After successfully introducing a pilot program this past fall in the Obstetrics & Gynecology Department, Yale University Health Services is aiming to expand its interactive Web site, which allows electronic communication between Yale Health Plan members and staff. The Web-based program can now be used in the Pediatrics Department, and if things go as planned, the system will be in place in the other departments by this fall.

Yale Health Online will allow health plan members to make or cancel appointments, ask for medical information, refill prescriptions, and obtain test results all via the Internet. The system will be encrypted to protect information.

UHS Director Paul Genecin said one of the goals of the program is to enable members to communicate with the medical staff at their own convenience. Instead of calling a secretary and leaving a message for the doctor, the patient can contact the staff directly via e-mail, eliminating the “middleman.” Genecin said the online system will be “fantastic for reducing phone tag between patients and staff.”

The online service will not replace the telephone completely. Genecin said that even after it is fully put into action, people will still have the option of taking care of their medical needs over the phone. But Genecin said health plan members may find the online system more useful for routine procedures, such as refilling a prescription or scheduling an appointment. This will benefit patients who are severely sick and need to contact a doctor immediately by clearing up the incredibly busy phone lines.

Although some students said they would still prefer to do things the traditional way, many of them acknowledged the usefulness and efficiency of the new system.

“For me, it would probably be fine either way, but I could see how it would be more convenient for some people,” Katie Goettsche ’05 said.

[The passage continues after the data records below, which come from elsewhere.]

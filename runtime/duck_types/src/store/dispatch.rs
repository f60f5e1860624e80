//! Virtual dispatch and the two invocation primitives.

use crate::def::MethodDef;
use crate::idx::MethodId;
use crate::invoke::{AccessPolicy, InvokeError, InvokeResult, Invocation};
use crate::ty::TypeRef;
use crate::value::Value;

use super::TypeStore;

impl TypeStore {
    /// Find the implementation of `method` that runs for a receiver of
    /// runtime type `receiver`.
    ///
    /// Walks the receiver's class chain from the most derived type. On each
    /// type an explicit override link wins over a name-and-signature match.
    /// Interface members also match public methods of the same name and
    /// explicit `Interface.Name` implementations.
    pub fn resolve_override(&self, method: MethodId, receiver: &TypeRef) -> Option<MethodId> {
        let target = self.method(method);
        let declaring = self.ty(target.declaring);
        let interface_member = declaring.is_interface() && !target.is_static();
        if target.is_static() || !(target.is_virtual() || interface_member) {
            return target.body.is_some().then_some(method);
        }

        let qualified = format!("{}.{}", declaring.full_name(), target.name);
        for class in self.class_chain(receiver) {
            let Some(id) = class.def_id() else {
                continue;
            };
            let candidates: Vec<_> = self
                .declared_methods(id)
                .into_iter()
                .filter(|m| m.body.is_some() && !m.is_static())
                .collect();

            if let Some(m) = candidates
                .iter()
                .find(|m| self.overrides_transitively(m, method))
            {
                return Some(m.id);
            }

            let by_name = candidates.iter().find(|m| {
                if m.id == method {
                    return true;
                }
                let name_matches = if interface_member {
                    (m.name == target.name && m.visibility.is_public()) || m.name == qualified
                } else {
                    m.name == target.name && m.is_virtual()
                };
                name_matches && signatures_match(&target, m)
            });
            if let Some(m) = by_name {
                return Some(m.id);
            }
        }

        target.body.is_some().then_some(method)
    }

    fn overrides_transitively(&self, candidate: &MethodDef, method: MethodId) -> bool {
        let mut current = candidate.overrides;
        while let Some(id) = current {
            if id == method {
                return true;
            }
            current = self.method(id).overrides;
        }
        false
    }

    /// Call `method` as ordinary code would: non-public members are only
    /// reachable when `access` holds a waiver for their module.
    pub fn call(
        &self,
        access: &dyn AccessPolicy,
        method: MethodId,
        this: Option<&Value>,
        args: &mut [Value],
        generic_args: &[TypeRef],
    ) -> InvokeResult {
        if !self.is_public_surface(method) {
            let module = self.ty(self.method(method).declaring).module;
            if !access.has_waiver(module) {
                return Err(InvokeError::AccessDenied {
                    method: self.display_method(method),
                });
            }
        }
        self.call_ignoring_visibility(method, this, args, generic_args)
    }

    /// Low-level call that skips every visibility check.
    pub fn call_ignoring_visibility(
        &self,
        method: MethodId,
        this: Option<&Value>,
        args: &mut [Value],
        generic_args: &[TypeRef],
    ) -> InvokeResult {
        let def = self.method(method);
        if args.len() != def.params.len() {
            return Err(InvokeError::ArgumentCount {
                method: self.display_method(method),
                expected: def.params.len(),
                found: args.len(),
            });
        }
        if generic_args.len() != def.generic_params.len() {
            return Err(InvokeError::GenericArgumentCount {
                method: self.display_method(method),
                expected: def.generic_params.len(),
                found: generic_args.len(),
            });
        }

        let (implementation, this) = if def.is_static() {
            (method, None)
        } else {
            let receiver = match this {
                Some(value) if !value.is_null() => value,
                _ => {
                    return Err(InvokeError::NullReference {
                        method: self.display_method(method),
                    })
                }
            };
            let runtime = receiver.runtime_type().unwrap_or_else(TypeRef::object);
            let implementation = self
                .resolve_override(method, &runtime)
                .ok_or_else(|| InvokeError::AbstractMethod {
                    method: self.display_method(method),
                    receiver: self.full_name(&runtime),
                })?;
            (implementation, Some(receiver))
        };

        let Some(body) = self.method(implementation).body.clone() else {
            return Err(InvokeError::AbstractMethod {
                method: self.display_method(method),
                receiver: this
                    .and_then(Value::runtime_type)
                    .map_or_else(String::new, |rt| self.full_name(&rt)),
            });
        };
        tracing::trace!(method = %self.display_method(implementation), "invoke");
        body(Invocation {
            store: self,
            method: implementation,
            this,
            args,
            generic_args,
        })
    }
}

/// Loose signature equality used for override matching: same arity, same
/// parameter modes, and equal parameter types unless either side is generic.
fn signatures_match(a: &MethodDef, b: &MethodDef) -> bool {
    a.params.len() == b.params.len()
        && a.generic_params.len() == b.generic_params.len()
        && a.params.iter().zip(&b.params).all(|(pa, pb)| {
            pa.mode == pb.mode && (pa.ty == pb.ty || pa.ty.has_params() || pb.ty.has_params())
        })
}
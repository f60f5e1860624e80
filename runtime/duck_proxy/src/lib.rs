//! Run-time synthesis of forwarding adapters ("duck proxies").
//!
//! Given a contract type the caller programs against and a target type only
//! discovered at run time, this crate decides which target member backs each
//! contract member and defines a proxy type whose overrides forward to the
//! target. Reverse adapters go the other way: an implementation type supplies
//! overrides for a base type it does not reference.
//!
//! The pipeline is `collect` -> `resolve` -> (`convert` + `dispatch`) ->
//! `synth`. [`GenerationContext`] ties it together and caches the resulting
//! [`AdapterFactory`] per (contract, target, mode).
//!
//! # Tracing
//!
//! Resolution and synthesis are instrumented with `tracing`. Call
//! [`init_tracing`] and run with `RUST_LOG=duck_proxy=debug` to see binding
//! decisions, or `=trace` for every rejected candidate.

mod adapter;
mod binding;
mod collect;
mod config;
mod context;
mod convert;
mod descriptor;
mod dispatch;
mod error;
mod resolve;
mod synth;

use std::sync::Once;

pub use adapter::{Adapter, AdapterFactory};
pub use binding::{Binding, BindingSet, GenericBinding, OutputRefSlot};
pub use collect::{contract_members, override_candidates, reverse_members, target_candidates};
pub use config::{DuckConfig, NO_ACCESS_WAIVERS_ENV, NO_CACHE_ENV};
pub use context::GenerationContext;
pub use convert::{needs_chaining, plan, ConversionPlan, Crossing};
pub use descriptor::{ContractMemberDescriptor, ProxyMode, TargetMemberCandidate};
pub use dispatch::{select_strategy, DispatchStrategy, ErasedSignature, GrantAccess, WaiverRegistry};
pub use error::DuckError;
pub use resolve::resolve_member;

static TRACING_INIT: Once = Once::new();

/// Initialize tracing for debug output.
///
/// Safe to call multiple times. Does nothing unless `RUST_LOG` is set.
pub fn init_tracing() {
    TRACING_INIT.call_once(|| {
        use tracing_subscriber::{fmt, prelude::*, EnvFilter};

        if std::env::var("RUST_LOG").is_ok() {
            let filter = EnvFilter::from_default_env();
            tracing_subscriber::registry()
                .with(fmt::layer().with_target(true).with_level(true))
                .with(filter)
                .init();
        }
    });
}
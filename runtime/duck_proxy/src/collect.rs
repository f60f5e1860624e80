//! Member candidate collection.
//!
//! Enumerates the methods a contract, reverse implementation, reverse base
//! or target type exposes for binding. Deduplication is by signature string,
//! first occurrence wins, and types are visited most derived first.

use std::sync::Arc;

use duck_types::{MethodFlags, TypeDef, TypeId, TypeKind, TypeRef, TypeStore, Visibility};
use rustc_hash::FxHashSet;
use tracing::trace;

use crate::descriptor::{ContractMemberDescriptor, TargetMemberCandidate};
use crate::error::DuckError;

/// Members of a forward contract.
///
/// Interface contracts contribute every member of the interface and the
/// interfaces it extends, except those of the root capability marker.
/// Class contracts contribute overridable instance members; members
/// declared on the object base are skipped unless marked must-include.
pub fn contract_members(
    store: &TypeStore,
    contract: &TypeRef,
) -> Result<Vec<ContractMemberDescriptor>, DuckError> {
    let def = contract_def(store, contract)?;
    let members = match def.kind {
        TypeKind::Interface => interface_members(store, contract),
        TypeKind::Class if def.is_sealed() => {
            return Err(invalid(store, contract, "sealed classes cannot be derived from"))
        }
        TypeKind::Class => class_members(store, contract),
        TypeKind::Struct => return Err(invalid(store, contract, "value types cannot be proxied")),
    };
    if let Some(reverse) = members.iter().find(|m| m.is_reverse()) {
        return Err(DuckError::IncorrectReverseMethodUsage {
            member: reverse.display(store),
            reason: "reverse members cannot appear on a forward contract".to_string(),
        });
    }
    Ok(members)
}

fn interface_members(store: &TypeStore, contract: &TypeRef) -> Vec<ContractMemberDescriptor> {
    let mut seen = FxHashSet::default();
    let mut out = Vec::new();
    let interfaces = std::iter::once(contract.clone()).chain(store.all_interfaces(contract));
    for iface in interfaces {
        let Some(id) = iface.def_id() else { continue };
        if id == TypeId::DUCK_TYPE {
            continue;
        }
        for method in store.declared_methods(id) {
            if method.is_static() {
                continue;
            }
            let desc = ContractMemberDescriptor::from_method(&method, iface.generic_args());
            if !seen.insert(desc.signature(store)) {
                trace!(member = %desc.display(store), "already collected");
                continue;
            }
            // Ignored members stay in `seen` so they also hide duplicates
            // inherited from other interfaces.
            if desc.is_ignored() {
                continue;
            }
            out.push(desc);
        }
    }
    out
}

fn class_members(store: &TypeStore, contract: &TypeRef) -> Vec<ContractMemberDescriptor> {
    let mut seen = FxHashSet::default();
    let mut out = Vec::new();
    for class in store.class_chain(contract) {
        let Some(id) = class.def_id() else { continue };
        for method in store.declared_methods(id) {
            if method.is_static() {
                continue;
            }
            let desc = ContractMemberDescriptor::from_method(&method, class.generic_args());
            if !seen.insert(desc.signature(store)) || desc.is_ignored() {
                continue;
            }
            if !is_overridable(method.flags, method.visibility) {
                continue;
            }
            if id == TypeId::OBJECT && !desc.must_include() {
                continue;
            }
            out.push(desc);
        }
    }
    out
}

/// Reverse-marked instance members declared directly on `implementation`.
pub fn reverse_members(
    store: &TypeStore,
    implementation: &TypeRef,
) -> Result<Vec<ContractMemberDescriptor>, DuckError> {
    let Some(id) = implementation.def_id() else {
        return Err(invalid(store, implementation, "not a defined type"));
    };
    Ok(store
        .declared_methods(id)
        .iter()
        .filter(|m| !m.is_static() && m.annotations.reverse() && !m.annotations.ignore())
        .map(|m| ContractMemberDescriptor::from_method(m, implementation.generic_args()))
        .collect())
}

/// Members of a reverse base that a proxy may override.
pub fn override_candidates(
    store: &TypeStore,
    base: &TypeRef,
) -> Result<Vec<TargetMemberCandidate>, DuckError> {
    let def = contract_def(store, base)?;
    if def.is_value_type() {
        return Err(invalid(store, base, "value types cannot be derived from"));
    }
    if def.is_sealed() {
        return Err(invalid(store, base, "sealed classes cannot be derived from"));
    }
    let types: Vec<TypeRef> = if def.is_interface() {
        std::iter::once(base.clone())
            .chain(store.all_interfaces(base))
            .filter(|i| i.def_id() != Some(TypeId::DUCK_TYPE))
            .collect()
    } else {
        store.class_chain(base).into_vec()
    };

    let mut seen = FxHashSet::default();
    let mut out = Vec::new();
    for ty in types {
        let Some(id) = ty.def_id() else { continue };
        for method in store.declared_methods(id) {
            if method.is_static() {
                continue;
            }
            let candidate = TargetMemberCandidate::from_method(&method, ty.generic_args());
            if !seen.insert(candidate.signature(store)) {
                continue;
            }
            if is_overridable(method.flags, method.visibility) {
                out.push(candidate);
            }
        }
    }
    Ok(out)
}

/// Every method a target type offers: all members it declares plus the
/// non-private members it inherits. A derived member hides an inherited
/// one with the same signature.
pub fn target_candidates(store: &TypeStore, target: &TypeRef) -> Vec<TargetMemberCandidate> {
    let types: Vec<TypeRef> = if store.is_interface(target) {
        std::iter::once(target.clone())
            .chain(store.all_interfaces(target))
            .collect()
    } else {
        store.class_chain(target).into_vec()
    };

    let mut seen = FxHashSet::default();
    let mut out = Vec::new();
    for (depth, ty) in types.iter().enumerate() {
        let Some(id) = ty.def_id() else { continue };
        for method in store.declared_methods(id) {
            if depth > 0 && method.visibility == Visibility::Private {
                continue;
            }
            let candidate = TargetMemberCandidate::from_method(&method, ty.generic_args());
            if seen.insert(candidate.signature(store)) {
                out.push(candidate);
            }
        }
    }
    out
}

fn is_overridable(flags: MethodFlags, visibility: Visibility) -> bool {
    flags.is_overridable()
        && !flags.contains(MethodFlags::SPECIAL_NAME)
        && visibility != Visibility::Private
}

fn contract_def(
    store: &TypeStore,
    contract: &TypeRef,
) -> Result<Arc<TypeDef>, DuckError> {
    match contract {
        TypeRef::Def { id, .. } => Ok(store.ty(*id)),
        TypeRef::Param(_) | TypeRef::ByRef(_) => {
            Err(invalid(store, contract, "not a defined type"))
        }
    }
}

fn invalid(store: &TypeStore, contract: &TypeRef, reason: &str) -> DuckError {
    DuckError::InvalidContract {
        contract: store.full_name(contract),
        reason: reason.to_string(),
    }
}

For many other health plan members, though, the system is a dream come true. No more calling only during office hours; no more waiting endlessly for test results; no more time-consuming trips to UHS to take care of prescription refills or other minor problems.

“I think this new system will make things a lot easier,” Aravinda Ananda ’05 said. “I wouldn’t use [the online system] for anything extremely important, but I would definitely use it to schedule an appointment.”

Yale is not the only university to offer this Web-based health system. According to the UHS Web site, the health services at Duke, Dartmouth, and the University of Colorado have instituted similar pilot programs, which have, for the most part, been successful.

Genecin said the extent to which the system will be employed will depend on the success of the pilot program. He said that at the very least, Yale Health Online will be used for appointments and prescription refills, but added he would like to see the system be used for more. Eventually, UHS may create a personal secure Web page for each health plan member that would list all of the patient’s information, including immunization records. Members would then have the option to update any new information via the Web, instead of having to do it over the phone or at the UHS office.

Genecin said Yale Health Online will be ideal for people studying or working abroad. These members can electronically request services, such as dose adjustments, instead of constantly making long-distance phone calls. Also, if a person comes in for an appointment the day before going off on a long trip, lab results can be obtained electronically from abroad.

“I feel that [the Web-based system] presents enormous opportunities for us advancing as a society,” Jacob Rubin ’02 said.